User:Shash42/GSoC 2020 Proposal: Bilingual Dictionary Discovery

From Apertium
Jump to navigation Jump to search

Google Summer of Code 2020: Proposal

Bilingual Dictionary Generation via Graph Exploration

Contact Details

About Me

I am an undergraduate research student pursuing Computer Science at the International Institute of Information Technology, Hyderabad. I have been involved in CS and Linguistics through olympiads for the past 4 years.


I am interested in Natural Language Processing, Deep Learning, and Applied Math. I am fascinated by computational solutions where they're least expected. My hobbies are competitive programming, math (problem-solving of any sort really), writing, playing chess and keeping in touch with developments in space exploration.

Why am I interested in Apertium?

Growing up in India, I realized that the very linguistic and cultural diversity that leads to unique perspectives acts as a barrier to inclusion.
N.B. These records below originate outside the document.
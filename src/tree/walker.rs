//! SizeWalker - aggregates directory sizes into a tree

use std::fs;
use std::path::Path;

use crate::error::{Error, Result};
use crate::manifest::PackageManifest;

use super::config::WalkerConfig;
use super::node::{PeerSet, SizeNode, SizeReport};
use super::utils::{dir_name, is_scope_internal, sort_by_size};

/// Receives progress updates while a scan is running.
pub trait ScanProgress {
    /// Called every `progress_interval` entries with the running entry count.
    fn entries_processed(&mut self, count: u64);

    /// Called once after a successful scan with the final entry count.
    fn finish(&mut self, _total: u64) {}
}

/// Progress sink that discards every update.
#[derive(Debug, Default, Clone, Copy)]
pub struct NoProgress;

impl ScanProgress for NoProgress {
    fn entries_processed(&mut self, _count: u64) {}
}

/// Fail with [`Error::MissingRoot`] unless `root` is an existing directory.
pub fn check_root(root: &Path) -> Result<()> {
    if root.is_dir() {
        Ok(())
    } else {
        Err(Error::MissingRoot(root.to_path_buf()))
    }
}

/// Mutable state threaded through one scan.
struct ScanState<'a, P: ScanProgress + ?Sized> {
    entries: u64,
    interval: u64,
    progress: &'a mut P,
}

impl<P: ScanProgress + ?Sized> ScanState<'_, P> {
    fn tick(&mut self) {
        self.entries += 1;
        if self.interval > 0 && self.entries % self.interval == 0 {
            self.progress.entries_processed(self.entries);
        }
    }
}

/// Walks a dependency root once and builds the aggregated size tree.
///
/// Sizes are summed bottom-up; peer dependencies declared by nested manifests
/// bubble up to every ancestor except the scan root, with scope-internal
/// names dropped at their scope directory. Any I/O or manifest error aborts
/// the whole scan.
pub struct SizeWalker {
    config: WalkerConfig,
}

impl SizeWalker {
    pub fn new(config: WalkerConfig) -> Self {
        Self { config }
    }

    /// Scan `root` without progress reporting.
    pub fn walk(&self, root: &Path) -> Result<SizeReport> {
        self.scan(root, &mut NoProgress)
    }

    /// Scan `root`, reporting progress to `progress`.
    pub fn scan<P: ScanProgress + ?Sized>(
        &self,
        root: &Path,
        progress: &mut P,
    ) -> Result<SizeReport> {
        check_root(root)?;

        let mut state = ScanState {
            entries: 0,
            interval: self.config.progress_interval,
            progress,
        };
        let mut node = self.scan_dir(root, true, &mut state)?;
        sort_by_size(&mut node.children);

        log::debug!(
            "scanned {} entries under {} ({} bytes)",
            state.entries,
            root.display(),
            node.size
        );
        state.progress.finish(state.entries);

        Ok(SizeReport::new(node))
    }

    fn scan_dir<P: ScanProgress + ?Sized>(
        &self,
        path: &Path,
        is_root: bool,
        state: &mut ScanState<'_, P>,
    ) -> Result<SizeNode> {
        let name = dir_name(path);

        let mut entries = fs::read_dir(path)
            .and_then(|entries| entries.collect::<std::io::Result<Vec<_>>>())
            .map_err(|e| Error::io(path, e))?;
        entries.sort_by_key(|e| e.file_name());

        let mut size = 0u64;
        let mut peer_dependencies = PeerSet::new();
        let mut children = Vec::new();

        for entry in entries {
            let entry_path = entry.path();
            // Follows symlinks, so a linked directory is measured like a real one.
            let metadata = fs::metadata(&entry_path).map_err(|e| Error::io(&entry_path, e))?;
            state.tick();

            if metadata.is_dir() {
                let child = self.scan_dir(&entry_path, false, state)?;
                size += child.size;
                for dependency in child.peer_dependencies.iter() {
                    if !is_scope_internal(&name, dependency) {
                        peer_dependencies.insert(dependency);
                    }
                }
                children.push(child);
            } else {
                size += metadata.len();
            }
        }

        if !is_root {
            if let Some(manifest) = PackageManifest::load_in_dir(path)? {
                for dependency in manifest.peer_dependency_names() {
                    peer_dependencies.insert(dependency);
                }
            }
        }

        sort_by_size(&mut children);

        Ok(SizeNode {
            name,
            size,
            peer_dependencies,
            children,
        })
    }
}

impl Default for SizeWalker {
    fn default() -> Self {
        Self::new(WalkerConfig::default())
    }
}
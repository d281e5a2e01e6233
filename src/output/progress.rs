//! Transient scan progress on the console

use std::io::{self, Write};

use crate::tree::ScanProgress;

/// Writes a single, continually overwritten progress line to stdout.
///
/// Once the scan finishes the line is terminated and followed by a blank line
/// so the report starts on a clean line.
pub struct ConsoleProgress<W: Write = io::Stdout> {
    out: W,
    emitted: bool,
}

impl ConsoleProgress {
    pub fn stdout() -> Self {
        Self::new(io::stdout())
    }
}

impl<W: Write> ConsoleProgress<W> {
    pub fn new(out: W) -> Self {
        Self {
            out,
            emitted: false,
        }
    }

    pub fn into_inner(self) -> W {
        self.out
    }
}

// Progress output is best effort; a failed write must not abort the scan.
impl<W: Write> ScanProgress for ConsoleProgress<W> {
    fn entries_processed(&mut self, count: u64) {
        self.emitted = true;
        let _ = write!(self.out, "\rScanning... {} entries processed", count);
        let _ = self.out.flush();
    }

    fn finish(&mut self, _total: u64) {
        if self.emitted {
            let _ = writeln!(self.out);
        }
        let _ = writeln!(self.out);
        let _ = self.out.flush();
    }
}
Technological solutions do not attract large sections of society as they just can’t be communicated to them. Seamless translation systems and the inclusion of regional languages is, therefore, the need of the hour. However, popular deep learning based solutions for machine translation cannot fulfill the task of preserving linguistic diversity, simply because endangered languages don’t offer sufficient data. Apertium is much more suited for this goal. It is inherently targeted at low-resource, similar yet mutually unintelligible language-pairs. It is a dream organization for me because I get to contribute to a cause that is close to my heart.

Besides this, the project that I wish to work on is ideally suited for my interests. It allows me to work on an open research problem, having immense scope for creativity, optimization, and experimentation. It suitably lies at the intersection of two of my favorite topics, graph theory, and semantics. It goes without saying that I find it a perfect fit!
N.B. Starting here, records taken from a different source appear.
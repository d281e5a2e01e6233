//! Shared helpers for size aggregation

use std::cmp::Reverse;
use std::path::Path;

use super::node::SizeNode;

const MB: f64 = 1024.0 * 1024.0;

/// Whether `dependency` is a sub-path of the scope directory `parent_name`.
///
/// A scoped package that peers on a sibling in its own scope
/// (`@scope/other` under `@scope`) should not surface as an external peer of
/// the scope directory. Only the immediate parent is checked.
pub fn is_scope_internal(parent_name: &str, dependency: &str) -> bool {
    parent_name.starts_with('@')
        && dependency
            .strip_prefix(parent_name)
            .is_some_and(|rest| rest.starts_with('/'))
}

/// Sort nodes largest first. Stable, so equal sizes keep their visit order.
pub fn sort_by_size(nodes: &mut [SizeNode]) {
    nodes.sort_by_key(|n| Reverse(n.size));
}

/// Base name of a directory, falling back to the full path for roots like `/`.
pub fn dir_name(path: &Path) -> String {
    path.file_name()
        .map(|s| s.to_string_lossy().to_string())
        .unwrap_or_else(|| path.display().to_string())
}

/// Share of `total` taken by `size`, rounded to one decimal place.
///
/// Returns `None` when `total` is zero.
pub fn percentage(size: u64, total: u64) -> Option<f64> {
    if total == 0 {
        return None;
    }
    let raw = size as f64 / total as f64 * 100.0;
    Some((raw * 10.0).round() / 10.0)
}

/// Bytes expressed in mebibytes.
pub fn to_megabytes(bytes: u64) -> f64 {
    bytes as f64 / MB
}
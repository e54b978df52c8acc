pub mod checksum;
pub mod grammar;
pub mod inverter;
pub mod packet;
Which task am I interested in? What do I plan to do?

I am interested in implementing Bilingual Dictionary Discovery via Graph Completion for Apertium. At the time of writing this proposal, Apertium has 54 language pairs in the Trunk. These spread across 43 languages. This clearly shows that among these 43 languages, Apertium cannot translate between most randomly chosen language-pairs.

A crucial step in developing a language pair is writing its bilingual dictionary, which in essence maps a lemma X in language A to a lemma Y in language B if X and Y have the same meaning and accompanying lexical analysis. It preserves morphological transfer rules between surface forms of the lemma.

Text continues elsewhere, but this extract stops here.